Segment Start: Records to use

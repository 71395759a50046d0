//! Runtime events for monitoring pipeline health.
//!
//! Events are non-fatal notifications about pipeline behavior. The loop
//! keeps running after events are emitted - they're for logging/metrics,
//! not error handling.

use std::sync::Arc;

/// Runtime events emitted during streaming.
///
/// These are informational, not errors. Use the [`EventCallback`] to log
/// them or update metrics. The one exception is [`CaptureFailed`], which
/// reports that the streaming loop has ended.
///
/// [`CaptureFailed`]: StreamEvent::CaptureFailed
///
/// # Example
///
/// ```
/// use stream_uplink::StreamEvent;
///
/// fn handle_event(event: StreamEvent) {
///     match event {
///         StreamEvent::ConnectionOpened => eprintln!("link up"),
///         StreamEvent::ConnectionClosed => eprintln!("link down"),
///         StreamEvent::ChunkDropped { seq } => {
///             eprintln!("dropped chunk {seq} while disconnected");
///         }
///         StreamEvent::SendFailed { channel_name, seq, error } => {
///             eprintln!("send of chunk {seq} via '{channel_name}' failed: {error}");
///         }
///         StreamEvent::CaptureFailed { reason } => {
///             eprintln!("capture ended: {reason}");
///         }
///     }
/// }
/// ```
#[derive(Debug, Clone)]
pub enum StreamEvent {
    /// The transport reported a successful connection.
    ConnectionOpened,

    /// The transport reported closure or a fatal read/write error.
    ///
    /// Chunks captured while disconnected are dropped; streaming resumes
    /// automatically once the supervisor reports reconnection.
    ConnectionClosed,

    /// A chunk was discarded because the liveness flag read false at the
    /// send gate. This is the designed behavior during disconnection, not
    /// an error.
    ChunkDropped {
        /// Sequence number of the dropped chunk.
        seq: u64,
    },

    /// A send attempt failed; the chunk was dropped and the loop moved on.
    ///
    /// The chunk is never retried - there is no queue of pending chunks.
    SendFailed {
        /// Name of the channel that failed.
        channel_name: String,
        /// Sequence number of the chunk that was lost.
        seq: u64,
        /// Description of the failure.
        error: String,
    },

    /// The capture device failed and the streaming loop ended.
    ///
    /// There is no in-loop recovery from a hardware capture failure; the
    /// embedding environment decides whether to restart.
    CaptureFailed {
        /// Description of the hardware failure.
        reason: String,
    },
}

/// Callback type for receiving runtime events.
///
/// Register an event callback via [`StreamUplinkBuilder::on_event()`] to
/// receive notifications about drops, send failures, and connection state
/// changes.
///
/// [`StreamUplinkBuilder::on_event()`]: crate::StreamUplinkBuilder::on_event
///
/// # Example
///
/// ```ignore
/// let session = StreamUplink::builder()
///     .on_event(|event| {
///         tracing::warn!(?event, "uplink event");
///     })
///     .start()?;
/// ```
pub type EventCallback = Arc<dyn Fn(StreamEvent) + Send + Sync>;

/// Creates an [`EventCallback`] from a closure.
///
/// Convenience for creating event callbacks without manually wrapping in
/// `Arc`.
///
/// # Example
///
/// ```
/// use stream_uplink::{event_callback, StreamEvent};
///
/// let callback = event_callback(|event| {
///     println!("Got event: {:?}", event);
/// });
/// ```
pub fn event_callback<F>(f: F) -> EventCallback
where
    F: Fn(StreamEvent) + Send + Sync + 'static,
{
    Arc::new(f)
}

#[cfg(test)]
mod tests {
    use super::*;

    #[test]
    fn test_stream_event_debug() {
        let event = StreamEvent::ChunkDropped { seq: 42 };
        let debug = format!("{:?}", event);
        assert!(debug.contains("ChunkDropped"));
        assert!(debug.contains("42"));
    }

    #[test]
    fn test_stream_event_clone() {
        let event = StreamEvent::SendFailed {
            channel_name: "ws".to_string(),
            seq: 3,
            error: "broken pipe".to_string(),
        };
        let cloned = event.clone();
        if let StreamEvent::SendFailed {
            channel_name,
            seq,
            error,
        } = cloned
        {
            assert_eq!(channel_name, "ws");
            assert_eq!(seq, 3);
            assert_eq!(error, "broken pipe");
        } else {
            panic!("Expected SendFailed variant");
        }
    }

    #[test]
    fn test_event_callback_helper() {
        use std::sync::atomic::{AtomicBool, Ordering};

        let called = Arc::new(AtomicBool::new(false));
        let called_clone = called.clone();

        let callback = event_callback(move |_| {
            called_clone.store(true, Ordering::SeqCst);
        });

        callback(StreamEvent::ConnectionOpened);
        assert!(called.load(Ordering::SeqCst));
    }
}
//! CPAL device wrapper: the audio-variant capture backend.
//!
//! The CPAL callback plays the role of the DMA engine: it writes captured
//! samples into a lock-free SPSC ring without CPU involvement from the
//! streaming loop. [`DeviceSource::fetch`] then assembles fixed-size chunks
//! from the ring, suspending until a full chunk has accumulated.

use std::time::Duration;

use async_trait::async_trait;
use cpal::traits::{DeviceTrait, HostTrait, StreamTrait};
use cpal::{Device, SampleFormat, Stream, StreamConfig as CpalStreamConfig};
use ringbuf::traits::{Consumer, Observer, Producer, Split};
use ringbuf::HeapRb;

use crate::source::PeripheralSource;
use crate::{CaptureError, CaptureFormat, Chunk, UplinkError};

/// Ring capacity in chunks. Two in-flight chunks of headroom is enough:
/// the loop drains one chunk per cadence interval.
const RING_CAPACITY_CHUNKS: usize = 4;

/// Wrapper around a CPAL audio input device.
///
/// Handles device selection and stream configuration, and hands out the
/// [`DeviceSource`] half that the streaming loop reads from.
#[must_use]
pub struct AudioDevice {
    device: Device,
    format: CaptureFormat,
}

impl AudioDevice {
    /// Opens the default input device.
    ///
    /// # Errors
    ///
    /// Returns `NoDefaultDevice` if no default input device is configured.
    pub fn open_default() -> Result<Self, UplinkError> {
        let host = cpal::default_host();
        let device = host
            .default_input_device()
            .ok_or(UplinkError::NoDefaultDevice)?;

        Ok(Self {
            device,
            format: CaptureFormat::default(),
        })
    }

    /// Opens a specific input device by name.
    ///
    /// # Errors
    ///
    /// Returns `DeviceNotFound` if no device with the given name exists.
    pub fn open_by_name(name: &str) -> Result<Self, UplinkError> {
        let host = cpal::default_host();
        let devices = host
            .input_devices()
            .map_err(|e| UplinkError::BackendError(e.to_string()))?;

        for device in devices {
            if let Ok(device_name) = device.name() {
                if device_name == name {
                    return Ok(Self {
                        device,
                        format: CaptureFormat::default(),
                    });
                }
            }
        }

        Err(UplinkError::DeviceNotFound {
            name: name.to_string(),
        })
    }

    /// Sets the capture format.
    pub fn with_format(mut self, format: CaptureFormat) -> Self {
        self.format = format;
        self
    }

    /// Returns the device name.
    pub fn name(&self) -> String {
        self.device.name().unwrap_or_else(|_| "unknown".to_string())
    }

    /// Returns the configured capture format.
    pub fn format(&self) -> CaptureFormat {
        self.format
    }

    /// Starts capturing and returns the running stream plus the source half.
    ///
    /// The returned `CaptureStream` must be kept alive for capture to
    /// continue; samples flow into the ring from the CPAL callback.
    ///
    /// # Errors
    ///
    /// Returns an error if the stream cannot be built or started.
    pub fn start_capture(&self) -> Result<(CaptureStream, DeviceSource), UplinkError> {
        let capacity = self.format.samples_per_chunk * RING_CAPACITY_CHUNKS;
        let ring = HeapRb::<i32>::new(capacity);
        let (producer, consumer) = ring.split();

        let supported = self
            .device
            .default_input_config()
            .map_err(|e| UplinkError::BackendError(e.to_string()))?;

        let sample_format = supported.sample_format();
        let cpal_config: CpalStreamConfig = supported.into();

        let stream = match sample_format {
            SampleFormat::I16 => self.build_i16_stream(&cpal_config, producer)?,
            SampleFormat::I32 => self.build_i32_stream(&cpal_config, producer)?,
            SampleFormat::F32 => self.build_f32_stream(&cpal_config, producer)?,
            format => {
                return Err(UplinkError::UnsupportedFormat {
                    format: format!("{format:?}"),
                });
            }
        };

        stream
            .play()
            .map_err(|e| UplinkError::BackendError(e.to_string()))?;

        tracing::info!(
            device = %self.name(),
            sample_rate = self.format.sample_rate,
            samples_per_chunk = self.format.samples_per_chunk,
            "capture started"
        );

        let source = DeviceSource::new(self.name(), consumer, self.format);
        Ok((CaptureStream { _stream: stream }, source))
    }

    fn build_i16_stream(
        &self,
        config: &CpalStreamConfig,
        mut producer: ringbuf::HeapProd<i32>,
    ) -> Result<Stream, UplinkError> {
        let stream = self
            .device
            .build_input_stream(
                config,
                move |data: &[i16], _: &cpal::InputCallbackInfo| {
                    // Widen to the 32-bit wire format; drop samples if the
                    // ring is full rather than block the callback
                    for &sample in data {
                        let _ = producer.try_push(i32::from(sample) << 16);
                    }
                },
                |err| {
                    tracing::error!("audio stream error: {}", err);
                },
                None,
            )
            .map_err(|e| UplinkError::BackendError(e.to_string()))?;

        Ok(stream)
    }

    fn build_i32_stream(
        &self,
        config: &CpalStreamConfig,
        mut producer: ringbuf::HeapProd<i32>,
    ) -> Result<Stream, UplinkError> {
        let stream = self
            .device
            .build_input_stream(
                config,
                move |data: &[i32], _: &cpal::InputCallbackInfo| {
                    let _ = producer.push_slice(data);
                },
                |err| {
                    tracing::error!("audio stream error: {}", err);
                },
                None,
            )
            .map_err(|e| UplinkError::BackendError(e.to_string()))?;

        Ok(stream)
    }

    fn build_f32_stream(
        &self,
        config: &CpalStreamConfig,
        mut producer: ringbuf::HeapProd<i32>,
    ) -> Result<Stream, UplinkError> {
        let stream = self
            .device
            .build_input_stream(
                config,
                move |data: &[f32], _: &cpal::InputCallbackInfo| {
                    for &sample in data {
                        let scaled = (f64::from(sample.clamp(-1.0, 1.0))
                            * f64::from(i32::MAX)) as i32;
                        let _ = producer.try_push(scaled);
                    }
                },
                |err| {
                    tracing::error!("audio stream error: {}", err);
                },
                None,
            )
            .map_err(|e| UplinkError::BackendError(e.to_string()))?;

        Ok(stream)
    }
}

/// A running audio capture stream.
///
/// Capture continues while this struct is held. When dropped, the CPAL
/// stream is stopped and resources are released - RAII, no explicit stop.
pub struct CaptureStream {
    /// The underlying CPAL stream. Dropping this stops capture.
    _stream: Stream,
}

/// The consuming half of a device capture: assembles fixed-size chunks
/// from the sample ring.
///
/// `fetch` polls the ring at half the chunk cadence and suspends until a
/// full chunk's worth of samples is available, mirroring a blocking read
/// on DMA completion.
pub struct DeviceSource {
    name: String,
    consumer: ringbuf::HeapCons<i32>,
    format: CaptureFormat,
    poll_interval: Duration,
    seq: u64,
}

impl DeviceSource {
    pub(crate) fn new(name: String, consumer: ringbuf::HeapCons<i32>, format: CaptureFormat) -> Self {
        // Poll at half the chunk duration for responsiveness, floor 1ms
        let poll_interval = (format.chunk_duration() / 2).max(Duration::from_millis(1));
        Self {
            name,
            consumer,
            format,
            poll_interval,
            seq: 0,
        }
    }

    /// Returns the capture format.
    pub fn format(&self) -> CaptureFormat {
        self.format
    }

    fn try_read_chunk(&mut self) -> Option<Chunk> {
        if self.consumer.occupied_len() < self.format.samples_per_chunk {
            return None;
        }

        let mut samples = Vec::with_capacity(self.format.samples_per_chunk);
        for _ in 0..self.format.samples_per_chunk {
            match self.consumer.try_pop() {
                Some(sample) => samples.push(sample),
                None => break,
            }
        }

        let chunk = Chunk::from_samples(&samples, self.seq);
        self.seq += 1;
        Some(chunk)
    }
}

#[async_trait]
impl PeripheralSource for DeviceSource {
    fn name(&self) -> &str {
        &self.name
    }

    async fn fetch(&mut self) -> Result<Chunk, CaptureError> {
        loop {
            if let Some(chunk) = self.try_read_chunk() {
                return Ok(chunk);
            }
            if !self.consumer.write_is_held() {
                return Err(CaptureError::device_failure("capture stream stopped"));
            }
            tokio::time::sleep(self.poll_interval).await;
        }
    }
}

#[cfg(test)]
mod tests {
    use super::*;

    fn test_source(format: CaptureFormat) -> (ringbuf::HeapProd<i32>, DeviceSource) {
        let ring = HeapRb::<i32>::new(format.samples_per_chunk * RING_CAPACITY_CHUNKS);
        let (producer, consumer) = ring.split();
        (producer, DeviceSource::new("test".to_string(), consumer, format))
    }

    #[tokio::test]
    async fn test_fetch_assembles_full_chunk() {
        let format = CaptureFormat {
            sample_rate: 16000,
            samples_per_chunk: 8,
        };
        let (mut producer, mut source) = test_source(format);

        for i in 0..8 {
            let _ = producer.try_push(i);
        }

        let chunk = source.fetch().await.unwrap();
        assert_eq!(chunk.len(), 32);
        assert_eq!(chunk.seq(), 0);
    }

    #[tokio::test]
    async fn test_fetch_waits_for_full_chunk() {
        let format = CaptureFormat {
            sample_rate: 16000,
            samples_per_chunk: 8,
        };
        let (mut producer, mut source) = test_source(format);

        // Only half a chunk available
        for i in 0..4 {
            let _ = producer.try_push(i);
        }
        assert!(source.try_read_chunk().is_none());

        for i in 4..8 {
            let _ = producer.try_push(i);
        }
        assert!(source.try_read_chunk().is_some());
    }

    #[tokio::test]
    async fn test_fetch_fails_when_producer_dropped() {
        let format = CaptureFormat {
            sample_rate: 16000,
            samples_per_chunk: 8,
        };
        let (producer, mut source) = test_source(format);
        drop(producer);

        let err = source.fetch().await.unwrap_err();
        assert!(matches!(err, CaptureError::DeviceFailure { .. }));
    }

    #[tokio::test]
    async fn test_sequence_numbers_increment() {
        let format = CaptureFormat {
            sample_rate: 16000,
            samples_per_chunk: 4,
        };
        let (mut producer, mut source) = test_source(format);

        for i in 0..8 {
            let _ = producer.try_push(i);
        }

        assert_eq!(source.fetch().await.unwrap().seq(), 0);
        assert_eq!(source.fetch().await.unwrap().seq(), 1);
    }

    // Note: device tests require actual audio hardware and are skipped in CI
    #[test]
    #[ignore = "requires audio hardware"]
    fn test_open_default_device() {
        let device = AudioDevice::open_default().unwrap();
        println!("Default device: {}", device.name());
    }
}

Segment End: Records to use

Task requirements: Search the entries for the string "eprintln" and copy each line where it occurs.

Solution:
///         StreamEvent::ConnectionOpened => eprintln!("link up"),
///         StreamEvent::ConnectionClosed => eprintln!("link down"),
///             eprintln!("dropped chunk {seq} while disconnected");
///             eprintln!("send of chunk {seq} via '{channel_name}' failed: {error}");
///             eprintln!("capture ended: {reason}");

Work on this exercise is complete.